Ion plating (IP) is a physical vapor deposition (PVD) process that is sometimes called ion assisted deposition (IAD) or ion vapor deposition (IVD) and is a modified version of vacuum deposition. Ion plating uses concurrent or periodic bombardment of the substrate, and deposits film by atomic-sized energetic particles called ions. Bombardment prior to deposition is used to sputter clean the substrate surface. During deposition the bombardment is used to modify and control the properties of the depositing film. It is important that the bombardment be continuous between the cleaning and the deposition portions of the process to maintain an atomically clean interface.

Process
In ion plating, the energy, flux and mass of the bombarding species along with the ratio of bombarding particles to depositing particles are important processing variables. The depositing material may be vaporized either by evaporation, sputtering (bias sputtering), arc vaporization or by decomposition of a chemical vapor precursor chemical vapor deposition (CVD).
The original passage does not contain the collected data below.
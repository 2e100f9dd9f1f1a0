//! Code point interval resolution
//!
//! Declared ranges (defaults plus user additions) are merged, then split
//! into runs of code points the font stack can actually render.

use std::fmt;
use std::ops::RangeInclusive;
use std::str::FromStr;

use crate::error::ConvertError;

/// Highest Unicode scalar value
pub const MAX_CODE_POINT: u32 = 0x10FFFF;

/// Inclusive ranges exported unless the caller adds more
pub const DEFAULT_INTERVALS: &[CodePointRange] = &[
    // Basic Latin: ASCII letters, digits, punctuation, control characters
    CodePointRange::new(0x0000, 0x007F),
];

/// Inclusive code point range, `first <= last`
#[derive(Debug, Clone, Copy, PartialEq, Eq, PartialOrd, Ord, Hash)]
pub struct CodePointRange {
    pub first: u32,
    pub last: u32,
}

impl CodePointRange {
    pub const fn new(first: u32, last: u32) -> Self {
        Self { first, last }
    }

    /// Number of code points in the range
    pub fn len(&self) -> u32 {
        self.last - self.first + 1
    }

    pub fn code_points(&self) -> RangeInclusive<u32> {
        self.first..=self.last
    }
}

impl fmt::Display for CodePointRange {
    fn fmt(&self, f: &mut fmt::Formatter<'_>) -> fmt::Result {
        write!(f, "{:#06x}..={:#06x}", self.first, self.last)
    }
}

/// Parses `first,last` where each bound is decimal or `0x`-prefixed hex.
impl FromStr for CodePointRange {
    type Err = ConvertError;

    fn from_str(s: &str) -> Result<Self, Self::Err> {
        let invalid = |reason: String| ConvertError::InvalidInterval {
            input: s.to_string(),
            reason,
        };

        let bounds: Vec<&str> = s.split(',').collect();
        let &[first, last] = bounds.as_slice() else {
            return Err(invalid(format!(
                "expected 'first,last', got {} value(s)",
                bounds.len()
            )));
        };

        let first = parse_code_point(first).map_err(&invalid)?;
        let last = parse_code_point(last).map_err(&invalid)?;
        for cp in [first, last] {
            if cp > MAX_CODE_POINT {
                return Err(ConvertError::CodePointOutOfRange(cp));
            }
        }
        if first > last {
            return Err(invalid(format!("first {first:#x} is greater than last {last:#x}")));
        }

        Ok(Self::new(first, last))
    }
}

fn parse_code_point(token: &str) -> Result<u32, String> {
    let token = token.trim();
    let parsed = match token
        .strip_prefix("0x")
        .or_else(|| token.strip_prefix("0X"))
    {
        Some(hex) => u32::from_str_radix(hex, 16),
        None => token.parse::<u32>(),
    };
    parsed.map_err(|e| format!("'{token}' is not a code point: {e}"))
}

/// Sort ranges and merge those that overlap or touch.
///
/// Two ranges merge when the next one starts at or before the current end + 1.
pub fn merge_ranges(ranges: impl IntoIterator<Item = CodePointRange>) -> Vec<CodePointRange> {
    let mut sorted: Vec<CodePointRange> = ranges.into_iter().collect();
    sorted.sort();

    let mut merged: Vec<CodePointRange> = Vec::with_capacity(sorted.len());
    for range in sorted {
        if let Some(current) = merged.last_mut() {
            if range.first <= current.last.saturating_add(1) {
                current.last = current.last.max(range.last);
                continue;
            }
        }
        merged.push(range);
    }
    merged
}

/// Split each range into maximal runs of code points for which `covers` holds.
///
/// Uncovered code points are logged and skipped. A range with no coverage
/// at all contributes nothing.
pub fn split_by_coverage(
    ranges: &[CodePointRange],
    mut covers: impl FnMut(u32) -> bool,
) -> Vec<CodePointRange> {
    let mut intervals = Vec::new();

    for range in ranges {
        let before = intervals.len();
        let mut run_start: Option<u32> = None;

        for code_point in range.code_points() {
            if covers(code_point) {
                run_start.get_or_insert(code_point);
                continue;
            }
            tracing::warn!(
                "code point {} ({:#x}) not found in font stack",
                code_point,
                code_point
            );
            if let Some(start) = run_start.take() {
                intervals.push(CodePointRange::new(start, code_point - 1));
            }
        }
        if let Some(start) = run_start {
            intervals.push(CodePointRange::new(start, range.last));
        }

        if intervals.len() == before {
            tracing::debug!("range {} has no coverage, dropped", range);
        }
    }

    intervals
}

/// Merge the declared ranges, then keep only what the font stack covers
pub fn resolve_intervals(
    declared: &[CodePointRange],
    covers: impl FnMut(u32) -> bool,
) -> Vec<CodePointRange> {
    let merged = merge_ranges(declared.iter().copied());
    split_by_coverage(&merged, covers)
}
The energetic particles used for bombardment are usually ions of an inert or reactive gas, or, in some cases, ions of the condensing film material ("film ions"). Ion plating can be done in a plasma environment where ions for bombardment are extracted from the plasma or it may be done in a vacuum environment where ions for bombardment are formed in a separate ion gun. The latter ion plating configuration is often called Ion Beam Assisted Deposition (IBAD). By using a reactive gas or vapor in the plasma, films of compound materials can be deposited.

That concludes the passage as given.